In our relationships, we may see ourselves as the ones less-valued. We may view our pasts as hindrances to developing solid friendships or the relationship we’ve always wanted. We may feel “unlucky in love” and sense we are destined to not find that person with whom we can the kind of relationship we long for.

However, embracing the present asks that we not play the victim, that we accept that we are where we are because of our decisions. This is not an easy thing to do and requires courage to face up to the mindsets we have shown and the choices we have made which have contributed to where we are right now.

This does not negate the fact that there are forces at work and people outside our control, but the one thing we can always govern is how we respond to these people and situations and whether we stay in the place we’re at…or move on.

We do have the power to respond to our circumstances in ways we choose…and responding as a victim is not helpful on any level, primarily because it allows us to sidestep any responsibility we have for the situation we are in. And a victim mentality is very unattractive quality to foster as others find such thinking difficult to connect with and we can start to see everyone else as either better than us or more fortunate.

Playing the victim card can lead to a lack of gratitude for all that we do have to be thankful for or that we can celebrate. This victim-mentality can bring us to a point where we can see no good in anything, either in ourselves, in others or in our daily life experiences. This is very sad and limiting way to live.

Embrace the present by not blaming others

A corollary to playing the victim is blaming others.

Most of us can look at one or more situations in our lives – either presently or in the past – and rightly attribute blame or culpability to another person. And others are often to blame for significantly contributing to the more negative impacts life has on us.

But, living in a state of perpetually blaming others ensures that we stay stunted in our growth as individuals and that we never take responsibility for the part we’ve played in these more difficult situations. It is not comfortable to look at our own shortcomings or to objectively assess our complicity in terms or poor decision-making or limiting mindsets. However, it is an essential place to get to because, at this point, we are able to look at ourselves with realistic eyes.

Embrace the present and take responsibility

At the heart of embracing the present is the imperative to take full responsibility for where we are, right at this moment.

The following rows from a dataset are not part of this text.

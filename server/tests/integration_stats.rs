use axum::body::{Body, Bytes};
use axum::http::{header, Request, StatusCode};
use axum::routing::get;
use axum::Router;
use http_body_util::BodyExt;
use serde_json::Value;
use std::fs;
use tempfile::tempdir;
use tower::ServiceExt;

const STATS: &str = r#"{
  "by_lang": {"docs": 100, "tokens": 5000, "groups": [
    {"identity": {"lang": "en"}, "docs": 60, "tokens": 3000},
    {"identity": {"lang": "fr"}, "docs": 40, "tokens": 2000}
  ]},
  "by_lang_source": {"docs": 120, "tokens": 5000, "groups": [
    {"identity": {"lang": "en", "source": "web"}, "docs": 50, "tokens": 2500},
    {"identity": {"lang": "en", "source": "books"}, "docs": 10, "tokens": 500},
    {"identity": {"lang": "fr", "source": "web"}, "docs": 40, "tokens": 2000}
  ]}
}"#;

fn build_test_app() -> (tempfile::TempDir, Router) {
    let dir = tempdir().unwrap();
    let path = dir.path().join("stats.json");
    fs::write(&path, STATS).unwrap();
    let app = server::build_app(path.to_string_lossy().to_string()).unwrap();
    (dir, app)
}

async fn call(app: Router, uri: &str) -> (StatusCode, Bytes) {
    let req = Request::get(uri).body(Body::empty()).unwrap();
    let resp = app.oneshot(req).await.unwrap();
    let status = resp.status();
    let body = resp.into_body().collect().await.unwrap().to_bytes();
    (status, body)
}

#[tokio::test]
async fn stats_returns_whole_document() {
    let (_dir, app) = build_test_app();
    let (status, body) = call(app, "/stats").await;
    assert_eq!(status, StatusCode::OK);
    let json: Value = serde_json::from_slice(&body).unwrap();
    let expected: Value = serde_json::from_str(STATS).unwrap();
    assert_eq!(json, expected);
}

#[tokio::test]
async fn grouping_lookup_and_not_found() {
    let (_dir, app) = build_test_app();
    let (status, body) = call(app.clone(), "/stats/by_lang").await;
    assert_eq!(status, StatusCode::OK);
    let json: Value = serde_json::from_slice(&body).unwrap();
    assert_eq!(json["groups"].as_array().unwrap().len(), 2);
    assert_eq!(json["groups"][1]["identity"]["lang"], "fr");

    let (status, _) = call(app, "/stats/by_year").await;
    assert_eq!(status, StatusCode::NOT_FOUND);
}

#[tokio::test]
async fn nested_view_buckets_by_field() {
    let (_dir, app) = build_test_app();
    let (status, body) = call(app.clone(), "/stats/by_lang_source/nested?field=lang").await;
    assert_eq!(status, StatusCode::OK);
    let json: Value = serde_json::from_slice(&body).unwrap();
    let groups = json["groups"].as_array().unwrap();
    assert_eq!(groups.len(), 2);
    assert_eq!(groups[0]["identity"], "en");
    assert_eq!(groups[0]["groups"].as_array().unwrap().len(), 2);
    assert_eq!(groups[0]["groups"][1]["identity"]["source"], "books");

    let (status, _) = call(app, "/stats/by_lang/nested?field=source").await;
    assert_eq!(status, StatusCode::BAD_REQUEST);
}

#[tokio::test]
async fn checks_report_filtered_grouping() {
    let (_dir, app) = build_test_app();
    let (status, body) = call(app, "/checks").await;
    assert_eq!(status, StatusCode::OK);
    let json: Value = serde_json::from_slice(&body).unwrap();
    assert_eq!(json["groupings"], 2);
    let warnings = json["warnings"].as_array().unwrap();
    assert_eq!(warnings.len(), 1);
    assert_eq!(warnings[0]["kind"], "inconsistent_totals");
    assert_eq!(warnings[0]["path"], "by_lang_source");
    assert_eq!(warnings[0]["expected"], 120);
    assert_eq!(warnings[0]["actual"], 100);
}

#[tokio::test]
async fn missing_stats_file_fails_startup() {
    let dir = tempdir().unwrap();
    let missing = dir.path().join("nope.json");
    assert!(server::build_app(missing.to_string_lossy().to_string()).is_err());
}

#[tokio::test]
async fn cors_allows_only_listed_origins() {
    let app = Router::new()
        .route("/health", get(|| async { "ok" }))
        .layer(server::cors_layer(Some("https://stats.example, ,")));

    let req = Request::get("/health").header(header::ORIGIN, "https://stats.example").body(Body::empty()).unwrap();
    let resp = app.clone().oneshot(req).await.unwrap();
    assert_eq!(resp.headers()[header::ACCESS_CONTROL_ALLOW_ORIGIN], "https://stats.example");

    let req = Request::get("/health").header(header::ORIGIN, "https://other.example").body(Body::empty()).unwrap();
    let resp = app.oneshot(req).await.unwrap();
    assert!(resp.headers().get(header::ACCESS_CONTROL_ALLOW_ORIGIN).is_none());
}

#[tokio::test]
async fn cors_defaults_to_any_origin() {
    let app = Router::new().route("/health", get(|| async { "ok" })).layer(server::cors_layer(None));
    let req = Request::get("/health").header(header::ORIGIN, "https://anywhere.example").body(Body::empty()).unwrap();
    let resp = app.oneshot(req).await.unwrap();
    assert_eq!(resp.headers()[header::ACCESS_CONTROL_ALLOW_ORIGIN], "*");
}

Focussing activities – such as I mentioned earlier in this blogpost- are opportunities for us to disengage our brains from the blame game long enough for us to assess our situations with clear eyes and a focussed mind. This is where mediation is so helpful because, as we engage with our breathing and disengage our conscious minds, we are more able to take a step back from ourselves in a conscious space and look at life through fresh eyes.

Even the more childlike activities of colouring-in and running our hands through bushes and grasses allows us to step back from the cares of our lives, from the usual paths our brains move in, and give ourselves time to reset our thinking. And in resetting our thoughts we are more able to see our own actions and decisions in a different light and can more readily assume responsibility where we once had resisted.

Once our minds are clearer, we are more able to realise that the place we find ourselves in is a direct result of all the choices we have made up to this point in our lives.

Embracing responsibility is a sign of maturity

It takes a certain measure of maturity to be able to assess the impact our decisions have had on the difficult things we have experienced and to accept responsibility for where we are. But doing so frees us up to move forward without the baggage of the past, without the ties of unrealistic expectations of life and allows us to be open to possibilities that remain closed while ever we see ourselves as victims or others as to blame.

Embrace the present. Accept responsibility. Live freely and lightly.

 

Surprises await as you embrace the present

I had not long moved to Melbourne and I decided to explore the Surf Coast west of the city. I drove through Geelong and then on to Torquay, stopping for coffee, lunch and a bit of shopping. My final destination was Bell’s Beach – the famed big surf beach, home to world class surfing competitions.

I am not a surfer – body surfing, yes, board riding, no – but I love watching surfers interact with the waves and skilfully do something I cannot do.

I went down the long flight of wooden steps to the beach – not really a beach but more of a rocky foreshore –  and found a dry rock to sit on. The day was cold, and the sky overcast, but that did not deter the wet-suited surfers from making the most of the available waves.

I expected to enjoy myself but was not prepared for the surprise that came with this decision to spend time embracing the present.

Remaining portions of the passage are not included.